Resistance to Imperial Expansion

  • Asians states along the Indian Ocean resisted intrusion of Western Powers

    • Ex: Tokugawa Japan

      • When Portuguese, Spanish, and Dutch met Japan the shogun was originally open to it until they started converting Japanese people to Christianity

      • The Shogun (Tokugawa) feared Christianity would cause Japan to become less centralized (like it was in the past)

      • The Shogun then condemned the Christian Missionaries, isolating Japan from European influence and only maintained trade with the Dutch

        • National Seclusion Policy

  • European powers had resistance at the local level too

    • Ex: Fronde in France (1648)

      • Absolutism consolidated all power to the monarch

      • Edicts that increased taxation to fund exploration

      • Nobles who were losing power along with peasants rebelled but ended up crushed

    • Ex: Russian Cossacks

      • Cossacks were able to resist the Tsar’s absolutism and state centralization

      • Maintained their local autonomy in choosing their own leaders

  • Enslaved people resisted as well

    • Ex: Maroon societies

      • In European colonies in America, enslaved Africans would work on plantations but there were also runaway forming Maroon Societies

      • Colonial troops want to destroy these societies

      • In Jamaica, Queen Nanny led a Maroon society rebellion and fought back

        • Colonial troops couldn’t win so they signed a treaty recognizing the independence of this community of imperial resistance

🔃 Change and Continuity

🐫 Networks of Exchange

Indian Ocean Trade Network

  • European states entered this network and gained power (change)

    • European entrance helped to increase profits for both themselves and those who already were using this network

  • Middle Eastern, South Asian, East Asian states continue to use this trade network (continuity)

  • Established merchants like the Gujaratis continued to make use of this network (continuity)

    • Increased the power of the Mughal Empire

    • Because of them, the Portuguese never got complete dominance over this network

Silk Roads

  • Land based routes such as the Silk Roads were still controlled by Asian land-based powers such as the Ming, Qing, and Ottomans (continuity)
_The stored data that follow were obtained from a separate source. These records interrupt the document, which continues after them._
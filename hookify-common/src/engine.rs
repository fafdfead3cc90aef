//! Rule evaluation and decision rendering.

use std::sync::Arc;

use crate::condition::PatternCache;
use crate::rule::{Rule, RuleAction};
use crate::types::{HookDecision, HookEvent, HookType};

/// Evaluates rules against events and renders the decision.
///
/// The engine owns the regex cache; clones share it.
#[derive(Debug, Clone, Default)]
pub struct RuleEngine {
    cache: Arc<PatternCache>,
}

impl RuleEngine {
    /// Create an engine with an empty cache.
    pub fn new() -> Self {
        Self::default()
    }

    /// Create an engine over an existing cache.
    pub fn with_cache(cache: Arc<PatternCache>) -> Self {
        Self { cache }
    }

    /// The compiled pattern cache.
    pub fn cache(&self) -> &PatternCache {
        &self.cache
    }

    /// Rules that fire for `event`, in load order.
    pub fn matching_rules<'r>(&self, rules: &'r [Rule], event: &HookEvent) -> Vec<&'r Rule> {
        rules
            .iter()
            .filter(|rule| rule.matches(event, &self.cache))
            .collect()
    }

    /// Evaluate `rules` against `event`.
    ///
    /// Any blocking match wins and warnings are then dropped. How a block is
    /// expressed depends on the hook: Stop gets a top-level `decision`, tool
    /// hooks get a `deny` permission, anything else only a message.
    pub fn evaluate(&self, rules: &[Rule], event: &HookEvent) -> HookDecision {
        let (blocking, warning): (Vec<&Rule>, Vec<&Rule>) = self
            .matching_rules(rules, event)
            .into_iter()
            .partition(|rule| rule.action == RuleAction::Block);

        tracing::debug!(
            "{} rule(s) evaluated for {}: {} blocking, {} warning",
            rules.len(),
            event.hook_event_name,
            blocking.len(),
            warning.len()
        );

        if !blocking.is_empty() {
            let message = render(&blocking);
            return match event.hook_type() {
                Some(HookType::Stop) => HookDecision::stop_block(message),
                Some(hook) if hook.is_tool_hook() => {
                    HookDecision::tool_deny(&event.hook_event_name, message)
                }
                _ => HookDecision::message(message),
            };
        }

        if !warning.is_empty() {
            return HookDecision::message(render(&warning));
        }

        HookDecision::allow()
    }
}

fn render(rules: &[&Rule]) -> String {
    rules
        .iter()
        .map(|rule| format!("**[{}]**\n{}", rule.name, rule.message))
        .collect::<Vec<_>>()
        .join("\n\n")
}
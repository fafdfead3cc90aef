//! Error types for the hookify crate.

use std::path::PathBuf;

use thiserror::Error;

/// Main error type for hookify operations.
///
/// Most variants never reach the host: the loader and the condition
/// evaluator catch them, log a warning, and carry on with the remaining
/// rules. Only the CLI turns a surfaced error into a diagnostic decision.
#[derive(Debug, Error)]
pub enum HookifyError {
    /// IO error during stdin/stdout or rule file operations.
    #[error("IO error: {0}")]
    Io(#[from] std::io::Error),

    /// JSON parsing or serialization error.
    #[error("JSON error: {0}")]
    Json(#[from] serde_json::Error),

    /// A rule file without usable frontmatter.
    #[error("Rule file '{path}' is malformed: {reason}")]
    MalformedRule {
        /// The rule file path (or a placeholder for in-memory rules).
        path: String,
        /// Why the file could not be compiled.
        reason: String,
    },

    /// A condition pattern that is not a valid regular expression.
    #[error("Invalid regex pattern '{pattern}': {source}")]
    InvalidPattern {
        /// The pattern text as written in the rule.
        pattern: String,
        /// The underlying compile error.
        #[source]
        source: regex::Error,
    },

    /// The transcript referenced by the event could not be read.
    #[error("Failed to read transcript '{}': {source}", path.display())]
    Transcript {
        /// The transcript path from the event payload.
        path: PathBuf,
        /// The underlying IO error.
        #[source]
        source: std::io::Error,
    },
}

impl HookifyError {
    /// Create a malformed rule error for a file path.
    pub fn malformed(path: impl Into<String>, reason: impl Into<String>) -> Self {
        HookifyError::MalformedRule {
            path: path.into(),
            reason: reason.into(),
        }
    }
}

/// Convenience result alias.
pub type Result<T> = std::result::Result<T, HookifyError>;
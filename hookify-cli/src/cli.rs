//! CLI definition for the hookify command-line interface.

use clap::{Parser, Subcommand};
use hookify_common::EventScope;

/// Hookify - markdown rule gate for Claude Code hooks
///
/// Reads one hook event as JSON from stdin and writes the decision as JSON
/// to stdout.
#[derive(Parser, Debug)]
#[command(name = "hookify")]
#[command(version)]
#[command(about = "Hookify - markdown rule gate for Claude Code hooks")]
pub struct Cli {
    /// Enable debug output to stderr
    #[arg(short, long, global = true)]
    pub debug: bool,

    #[command(subcommand)]
    pub command: HookCommand,
}

/// The hook this invocation was registered for.
#[derive(Subcommand, Debug, Clone, Copy, PartialEq, Eq)]
pub enum HookCommand {
    /// Evaluate bash and file rules before a tool runs
    PreToolUse,
    /// Evaluate bash and file rules after a tool ran
    PostToolUse,
    /// Evaluate stop rules when the agent finishes
    Stop,
    /// Evaluate prompt rules when the user submits a prompt
    UserPromptSubmit,
}

impl HookCommand {
    /// Rule scope to load. Tool hooks pick it from the tool name; an
    /// unrecognized tool loads every rule.
    pub fn scope(&self, tool_name: &str) -> Option<EventScope> {
        match self {
            HookCommand::PreToolUse | HookCommand::PostToolUse => EventScope::for_tool(tool_name),
            HookCommand::Stop => Some(EventScope::Stop),
            HookCommand::UserPromptSubmit => Some(EventScope::Prompt),
        }
    }
}
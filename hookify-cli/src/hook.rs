//! One hook invocation: parse the event, load rules, evaluate.

use hookify_common::{HookDecision, HookEvent, Result, RuleEngine, RuleLoader, RuleSources};

use crate::cli::HookCommand;

/// Evaluate one raw JSON event for `hook`.
///
/// Empty input allows. `hook` only selects which rules are loaded; the
/// decision shape follows the payload's own `hook_event_name`.
pub fn run_hook(hook: HookCommand, input: &str, sources: &RuleSources) -> Result<HookDecision> {
    let input = input.trim();
    if input.is_empty() {
        tracing::warn!("no input provided");
        return Ok(HookDecision::allow());
    }

    let event: HookEvent = serde_json::from_str(input)?;

    let scope = hook.scope(event.tool_name());
    let rules = RuleLoader::new(sources.clone()).load(scope);

    let decision = RuleEngine::new().evaluate(&rules, &event);
    tracing::debug!(
        hook = %event.hook_event_name,
        rules = rules.len(),
        blocking = decision.is_blocking(),
        "Hook processed"
    );
    Ok(decision)
}

/// Like [`run_hook`], but never fails: errors become a diagnostic message
/// that lets the host proceed.
pub fn process_hook(hook: HookCommand, input: &str, sources: &RuleSources) -> HookDecision {
    run_hook(hook, input, sources).unwrap_or_else(|e| {
        tracing::error!("{}", e);
        HookDecision::error(e)
    })
}
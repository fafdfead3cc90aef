//! Frontmatter parsing for hookify rule files.
//!
//! Rule files are markdown documents with a `---` delimited metadata block:
//!
//! ```markdown
//! ---
//! name: warn-console-log
//! event: file
//! conditions:
//!   - field: new_text
//!     operator: contains
//!     pattern: console.log
//! ---
//!
//! Remove debug logging before committing.
//! ```
//!
//! The metadata block is not general YAML. It supports exactly scalar keys
//! (with `true`/`false` coerced to booleans), flat lists of scalars, and flat
//! lists of maps written either inline (`- a: 1, b: 2`) or across several
//! indented lines. Anything nested deeper is ignored.
//!
//! # Scanner transitions
//!
//! The metadata block is scanned line by line. Blank lines and `#` comments
//! are skipped in every state.
//!
//! | From         | Line                           | To           | Effect                                   |
//! |--------------|--------------------------------|--------------|------------------------------------------|
//! | `Ground`     | `key: value`                   | `Ground`     | store coerced scalar                     |
//! | `Ground`     | `key:`                         | `InList`     | open a list under `key`                  |
//! | `Ground`     | `- item`                       | `Ground`     | ignored                                  |
//! | `InList`     | `- scalar`                     | `InList`     | push scalar                              |
//! | `InList`     | `- a: 1, b: 2`                 | `InList`     | push inline map                          |
//! | `InList`     | `- a: 1`                       | `InDictItem` | seed pending map                         |
//! | `InList`     | `key: value` / `key:`          | as `Ground`  | flush list first                         |
//! | `InDictItem` | `k: v` indented more than 2    | `InDictItem` | add pair to pending map                  |
//! | `InDictItem` | `- ...`                        | as `InList`  | flush pending map first                  |
//! | `InDictItem` | `key: value` / `key:`          | as `Ground`  | flush pending map and list first         |
//! | `InList`, `InDictItem` | end of input         | done         | flush pending map and list               |

use std::collections::BTreeMap;

/// The frontmatter delimiter.
pub const DELIMITER: &str = "---";

/// Continuation lines of a multi-line list map must be indented strictly
/// more than this many columns.
const CONTINUATION_INDENT: usize = 2;

/// One entry of a frontmatter list.
#[derive(Debug, Clone, PartialEq, Eq)]
pub enum ListItem {
    /// A plain scalar item (`- Bash`).
    Scalar(String),
    /// A flat map item (`- field: command`).
    Map(BTreeMap<String, String>),
}

impl ListItem {
    /// Returns the map if this item is one.
    pub fn as_map(&self) -> Option<&BTreeMap<String, String>> {
        match self {
            ListItem::Map(map) => Some(map),
            ListItem::Scalar(_) => None,
        }
    }
}

/// A value stored under a top-level frontmatter key.
#[derive(Debug, Clone, PartialEq, Eq)]
pub enum MetaValue {
    /// A string scalar with one layer of quotes removed.
    Scalar(String),
    /// A `true`/`false` scalar (case-insensitive).
    Bool(bool),
    /// A list opened by a key with no inline value.
    List(Vec<ListItem>),
}

impl MetaValue {
    /// Returns the string scalar, if this is one.
    pub fn as_str(&self) -> Option<&str> {
        match self {
            MetaValue::Scalar(s) => Some(s),
            _ => None,
        }
    }

    /// Returns the boolean, if this is one.
    pub fn as_bool(&self) -> Option<bool> {
        match self {
            MetaValue::Bool(b) => Some(*b),
            _ => None,
        }
    }

    /// Returns the list items, if this is a list.
    pub fn as_list(&self) -> Option<&[ListItem]> {
        match self {
            MetaValue::List(items) => Some(items),
            _ => None,
        }
    }
}

/// Parsed metadata block of a rule file.
#[derive(Debug, Clone, Default, PartialEq, Eq)]
pub struct Frontmatter {
    entries: BTreeMap<String, MetaValue>,
}

impl Frontmatter {
    /// Create an empty metadata document.
    pub fn new() -> Self {
        Self::default()
    }

    /// Look up a top-level key.
    pub fn get(&self, key: &str) -> Option<&MetaValue> {
        self.entries.get(key)
    }

    /// Insert or replace a top-level key.
    pub fn insert(&mut self, key: impl Into<String>, value: MetaValue) {
        self.entries.insert(key.into(), value);
    }

    /// True when no key was parsed.
    pub fn is_empty(&self) -> bool {
        self.entries.is_empty()
    }
}

/// A rule file split into metadata and message body.
#[derive(Debug, Clone, PartialEq, Eq)]
pub struct ParsedDocument {
    /// The parsed metadata (empty when the file has no frontmatter).
    pub metadata: Frontmatter,
    /// The message body following the metadata block.
    pub body: String,
}

impl ParsedDocument {
    fn without_frontmatter(content: &str) -> Self {
        Self {
            metadata: Frontmatter::new(),
            body: content.to_string(),
        }
    }
}

/// Split a rule file into its metadata block and message body.
///
/// Text that does not start with `---`, or that has no closing delimiter,
/// yields empty metadata and the whole text as body. Never fails: an empty
/// result is how callers detect a malformed file.
pub fn parse_document(content: &str) -> ParsedDocument {
    if !content.starts_with(DELIMITER) {
        return ParsedDocument::without_frontmatter(content);
    }

    // Segment one is the empty text before the opening delimiter; everything
    // after the second delimiter is body, further delimiters included.
    let mut segments = content.splitn(3, DELIMITER);
    let (Some(_), Some(metadata), Some(body)) = (segments.next(), segments.next(), segments.next())
    else {
        return ParsedDocument::without_frontmatter(content);
    };

    ParsedDocument {
        metadata: parse_metadata(metadata),
        body: body.trim().to_string(),
    }
}

/// Parse the text between the delimiters into a metadata document.
pub fn parse_metadata(text: &str) -> Frontmatter {
    let mut scanner = Scanner::default();
    for line in text.lines() {
        scanner.feed(line);
    }
    scanner.finish()
}

/// Scanner state while walking the metadata block.
#[derive(Debug, Default)]
enum ScanState {
    /// Between top-level keys.
    #[default]
    Ground,
    /// Collecting items of the list opened by `key:`.
    InList { key: String, items: Vec<ListItem> },
    /// Collecting the lines of a multi-line map item inside a list.
    InDictItem {
        key: String,
        items: Vec<ListItem>,
        pending: BTreeMap<String, String>,
    },
}

#[derive(Debug, Default)]
struct Scanner {
    metadata: Frontmatter,
    state: ScanState,
}

impl Scanner {
    fn feed(&mut self, line: &str) {
        let stripped = line.trim();
        if stripped.is_empty() || stripped.starts_with('#') {
            return;
        }

        let indent = line.len() - line.trim_start().len();

        if indent == 0 && line.contains(':') && !stripped.starts_with('-') {
            self.top_level_key(line);
        } else if stripped.starts_with('-') && self.in_list() {
            self.list_item(stripped);
        } else if indent > CONTINUATION_INDENT && stripped.contains(':') {
            self.dict_continuation(stripped);
        }
    }

    fn finish(mut self) -> Frontmatter {
        self.flush_list();
        self.metadata
    }

    fn in_list(&self) -> bool {
        !matches!(self.state, ScanState::Ground)
    }

    fn top_level_key(&mut self, line: &str) {
        self.flush_list();

        let Some((key, value)) = line.split_once(':') else {
            return;
        };
        let key = key.trim().to_string();
        let value = value.trim();

        if value.is_empty() {
            self.state = ScanState::InList {
                key,
                items: Vec::new(),
            };
        } else {
            self.metadata.insert(key, coerce_scalar(value));
        }
    }

    fn list_item(&mut self, stripped: &str) {
        let (key, mut items) = match std::mem::take(&mut self.state) {
            ScanState::Ground => return,
            ScanState::InList { key, items } => (key, items),
            ScanState::InDictItem {
                key,
                mut items,
                pending,
            } => {
                if !pending.is_empty() {
                    items.push(ListItem::Map(pending));
                }
                (key, items)
            }
        };

        let text = stripped[1..].trim();

        if text.contains(':') && text.contains(',') {
            items.push(ListItem::Map(parse_inline_map(text)));
            self.state = ScanState::InList { key, items };
        } else if let Some((k, v)) = split_pair(text) {
            let mut pending = BTreeMap::new();
            pending.insert(k, v);
            self.state = ScanState::InDictItem {
                key,
                items,
                pending,
            };
        } else {
            items.push(ListItem::Scalar(strip_quotes(text).to_string()));
            self.state = ScanState::InList { key, items };
        }
    }

    fn dict_continuation(&mut self, stripped: &str) {
        if let ScanState::InDictItem { pending, .. } = &mut self.state {
            if let Some((k, v)) = split_pair(stripped) {
                pending.insert(k, v);
            }
        }
    }

    fn flush_list(&mut self) {
        match std::mem::take(&mut self.state) {
            ScanState::Ground => {}
            ScanState::InList { key, items } => {
                self.metadata.insert(key, MetaValue::List(items));
            }
            ScanState::InDictItem {
                key,
                mut items,
                pending,
            } => {
                if !pending.is_empty() {
                    items.push(ListItem::Map(pending));
                }
                self.metadata.insert(key, MetaValue::List(items));
            }
        }
    }
}

fn coerce_scalar(value: &str) -> MetaValue {
    let clean = strip_quotes(value);
    if clean.eq_ignore_ascii_case("true") {
        MetaValue::Bool(true)
    } else if clean.eq_ignore_ascii_case("false") {
        MetaValue::Bool(false)
    } else {
        MetaValue::Scalar(clean.to_string())
    }
}

/// `a: 1, b: 2` into a map. Parts without a colon are dropped.
fn parse_inline_map(text: &str) -> BTreeMap<String, String> {
    text.split(',').filter_map(split_pair).collect()
}

/// Split `key: value` on the first colon, trimming and unquoting both sides.
fn split_pair(text: &str) -> Option<(String, String)> {
    let (key, value) = text.split_once(':')?;
    Some((
        strip_quotes(key.trim()).to_string(),
        strip_quotes(value.trim()).to_string(),
    ))
}

fn is_quote(c: char) -> bool {
    c == '"' || c == '\''
}

/// Remove at most one leading and one trailing quote character.
fn strip_quotes(text: &str) -> &str {
    let text = text.strip_prefix(is_quote).unwrap_or(text);
    text.strip_suffix(is_quote).unwrap_or(text)
}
  • Demand for food and consumer goods increased because of increasing trade, continuing peasant and artisan labor

Atlantic System

  • Opened as a result of European exploration (change)
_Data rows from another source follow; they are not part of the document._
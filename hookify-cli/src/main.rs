//! Hookify CLI.
//!
//! Commands:
//! - `hookify pre-tool-use`
//! - `hookify post-tool-use`
//! - `hookify stop`
//! - `hookify user-prompt-submit`
//!
//! Each reads a hook event as JSON from stdin and writes the decision as JSON
//! to stdout. The exit code is always 0: blocking is expressed in the JSON,
//! and internal errors produce a diagnostic message instead of a block.

use std::io::{self, Read, Write};

use clap::Parser;
use tracing_subscriber::EnvFilter;

use hookify::{process_hook, Cli};
use hookify_common::{HookDecision, RuleSources};

fn main() {
    let cli = Cli::parse();

    // Initialize tracing with appropriate level
    let filter = if cli.debug {
        EnvFilter::new("hookify=debug,hookify_common=debug")
    } else {
        EnvFilter::try_from_default_env().unwrap_or_else(|_| EnvFilter::new("warn"))
    };
    tracing_subscriber::fmt()
        .with_env_filter(filter)
        .with_target(false)
        .with_ansi(false)
        .with_writer(std::io::stderr)
        .init();

    let decision = match read_stdin() {
        Ok(input) => process_hook(cli.command, &input, &RuleSources::from_env()),
        Err(e) => {
            tracing::error!("{}", e);
            HookDecision::error(e)
        }
    };

    if let Err(e) = write_decision(&decision) {
        tracing::error!("failed to write decision: {}", e);
    }
}

fn read_stdin() -> io::Result<String> {
    let mut input = String::new();
    io::stdin().read_to_string(&mut input)?;
    Ok(input)
}

/// Write the decision with a trailing newline.
fn write_decision(decision: &HookDecision) -> hookify_common::Result<()> {
    let output_json = serde_json::to_string(decision)?;
    let mut stdout = io::stdout().lock();
    stdout.write_all(output_json.as_bytes())?;
    stdout.write_all(b"\n")?;
    stdout.flush()?;
    Ok(())
}
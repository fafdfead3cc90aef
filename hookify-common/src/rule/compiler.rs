use std::path::Path;

use crate::condition::{Condition, Operator};
use crate::error::{HookifyError, Result};
use crate::frontmatter::{Frontmatter, MetaValue};
use crate::rule::{Rule, RuleAction, RuleEvent};

const DEFAULT_NAME: &str = "unnamed";

/// Compile parsed frontmatter and a message body into a [`Rule`].
///
/// Empty metadata means the file had no usable frontmatter and is rejected.
/// An explicit `conditions` list takes precedence over a top-level `pattern`.
pub fn compile_rule(metadata: &Frontmatter, body: &str, source: Option<&Path>) -> Result<Rule> {
    if metadata.is_empty() {
        let path = source
            .map(|p| p.display().to_string())
            .unwrap_or_else(|| "<inline>".to_string());
        return Err(HookifyError::malformed(path, "missing frontmatter"));
    }

    let event = RuleEvent::parse(scalar(metadata, "event"));
    let legacy_pattern = scalar(metadata, "pattern")
        .filter(|p| !p.is_empty())
        .map(str::to_string);

    let mut conditions = conditions(metadata);
    if conditions.is_empty() {
        if let Some(pattern) = &legacy_pattern {
            conditions.push(Condition::new(
                event.default_field(),
                Operator::RegexMatch,
                pattern.as_str(),
            ));
        }
    }

    Ok(Rule {
        name: name(metadata),
        enabled: metadata.get("enabled").and_then(MetaValue::as_bool) != Some(false),
        event,
        legacy_pattern,
        conditions,
        action: RuleAction::parse(scalar(metadata, "action")),
        tool_matcher: scalar(metadata, "tool_matcher").map(str::to_string),
        message: body.trim().to_string(),
        source: source.map(Path::to_path_buf),
    })
}

fn scalar<'a>(metadata: &'a Frontmatter, key: &str) -> Option<&'a str> {
    metadata.get(key).and_then(MetaValue::as_str)
}

fn name(metadata: &Frontmatter) -> String {
    match metadata.get("name") {
        Some(MetaValue::Scalar(s)) if !s.is_empty() => s.clone(),
        Some(MetaValue::Bool(true)) => "true".to_string(),
        _ => DEFAULT_NAME.to_string(),
    }
}

fn conditions(metadata: &Frontmatter) -> Vec<Condition> {
    let Some(items) = metadata.get("conditions").and_then(MetaValue::as_list) else {
        return Vec::new();
    };

    items
        .iter()
        .filter_map(|item| item.as_map())
        .map(|map| {
            let get = |key: &str| map.get(key).map(String::as_str);
            Condition::new(
                get("field").unwrap_or_default(),
                Operator::parse(get("operator")),
                get("pattern").unwrap_or_default(),
            )
        })
        .collect()
}

#[cfg(test)]
mod tests {
    use super::*;
    use crate::frontmatter::parse_document;
    use std::path::PathBuf;

    fn compile(content: &str) -> Result<Rule> {
        let doc = parse_document(content);
        compile_rule(&doc.metadata, &doc.body, None)
    }

    #[test]
    fn test_defaults() {
        let rule = compile("---\nevent: bash\n---\n").unwrap();
        assert_eq!(rule.name, "unnamed");
        assert!(rule.enabled);
        assert_eq!(rule.action, RuleAction::Warn);
        assert_eq!(rule.tool_matcher, None);
        assert!(rule.conditions.is_empty());
        assert_eq!(rule.message, "");
    }

    #[test]
    fn test_missing_event_is_all() {
        let rule = compile("---\nname: x\n---\n").unwrap();
        assert_eq!(rule.event, RuleEvent::All);
    }

    #[test]
    fn test_empty_metadata_is_malformed() {
        let err = compile("just a body").unwrap_err();
        assert!(matches!(err, HookifyError::MalformedRule { .. }));
        assert!(err.to_string().contains("<inline>"));

        let doc = parse_document("no frontmatter");
        let err =
            compile_rule(&doc.metadata, &doc.body, Some(Path::new("/r/hookify.x.local.md")))
                .unwrap_err();
        assert!(err.to_string().contains("/r/hookify.x.local.md"));
    }

    #[test]
    fn test_conditions_list() {
        let rule = compile(
            "---\nname: env\nconditions:\n  - field: file_path\n    operator: ends_with\n    pattern: .env\n  - field: new_text, pattern: KEY\n  - stray\n---\nDon't.",
        )
        .unwrap();
        assert_eq!(
            rule.conditions,
            vec![
                Condition::new("file_path", Operator::EndsWith, ".env"),
                Condition::new("new_text", Operator::RegexMatch, "KEY"),
            ]
        );
        assert_eq!(rule.message, "Don't.");
    }

    #[test]
    fn test_legacy_pattern_field_by_event() {
        for (event, field) in [("bash", "command"), ("file", "new_text"), ("stop", "content")] {
            let rule = compile(&format!("---\nevent: {}\npattern: rm -rf\n---\n", event)).unwrap();
            assert_eq!(rule.legacy_pattern.as_deref(), Some("rm -rf"));
            assert_eq!(
                rule.conditions,
                vec![Condition::new(field, Operator::RegexMatch, "rm -rf")]
            );
        }
    }

    #[test]
    fn test_conditions_win_over_legacy_pattern() {
        let rule = compile(
            "---\nevent: bash\npattern: ignored\nconditions:\n  - field: command\n    pattern: used\n---\n",
        )
        .unwrap();
        assert_eq!(rule.conditions.len(), 1);
        assert_eq!(rule.conditions[0].pattern, "used");
    }

    #[test]
    fn test_empty_legacy_pattern_is_ignored() {
        let rule = compile("---\nevent: bash\npattern: \"\"\n---\n").unwrap();
        assert_eq!(rule.legacy_pattern, None);
        assert!(rule.conditions.is_empty());
    }

    #[test]
    fn test_enabled_only_false_disables() {
        assert!(!compile("---\nenabled: false\n---\n").unwrap().enabled);
        assert!(!compile("---\nenabled: FALSE\n---\n").unwrap().enabled);
        assert!(compile("---\nenabled: no\n---\n").unwrap().enabled);
        assert!(compile("---\nenabled: \"yes\"\n---\n").unwrap().enabled);
    }

    #[test]
    fn test_action_block_exact() {
        assert_eq!(
            compile("---\naction: block\n---\n").unwrap().action,
            RuleAction::Block
        );
        assert_eq!(
            compile("---\naction: deny\n---\n").unwrap().action,
            RuleAction::Warn
        );
    }

    #[test]
    fn test_tool_matcher_and_source() {
        let doc = parse_document("---\ntool_matcher: Edit|Write\n---\nbody");
        let path = PathBuf::from("/tmp/hookify.a.local.md");
        let rule = compile_rule(&doc.metadata, &doc.body, Some(&path)).unwrap();
        assert_eq!(rule.tool_matcher.as_deref(), Some("Edit|Write"));
        assert_eq!(rule.source, Some(path));
    }
}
  • Made Europeans insanely rich and powerful

  • Sugarcane was grown a lot to export to Europe

  • Silver was mined in the Americas and shipped back to Europe

    • Used to purchase Chinese goods

    • Those goods were then traded in the Atlantic system which made all those who participated even richer

  • Used coerced labor (slaves) as the bulk of the labor force in the Americas

  • The changes that occurred were maintained by the global flow of silver and trade monopolies granted by states to joint-stock companies

🔨 Labor Systems

  • In the Americas, economies established by Europeans were mainly based on farming and mining

  • They made use of existing labor systems along with introducing new ones

  • Ex: Mit’a system (continuity)

    • Developed by the Inca Empire and required subjects to labor on state projects for a certain number of days per year

      • Used for the good of everybody

    • Spanish used this as well for silver mining operations to force indigenous people to work there

      • Used to enrich the Spanish

  • New Labor Systems (change):

    • Chattel slavery - slavery where the purchaser has full control of the enslaved person

      • Race based and hereditary

        • Slavery was identified by skin color in America

        • Provided justification for brutality of slavery there as they were seen as less than human

      • Main economic engine of imperial empires in America was tedious mining and agriculture, so Europeans bought Male slaves 2:1

      • Size of Trans-Atlantic slave trade was greater than Indian Ocean and Mediterranean counterparts

      • In contrast, the African slave trade has been going on for a very long time before this, and wasn’t based on race and the slaves usually assimilated into the culture

    • Indentured servitude

      • Laborer would sign contract that bound them to work for a period of time (~7 years)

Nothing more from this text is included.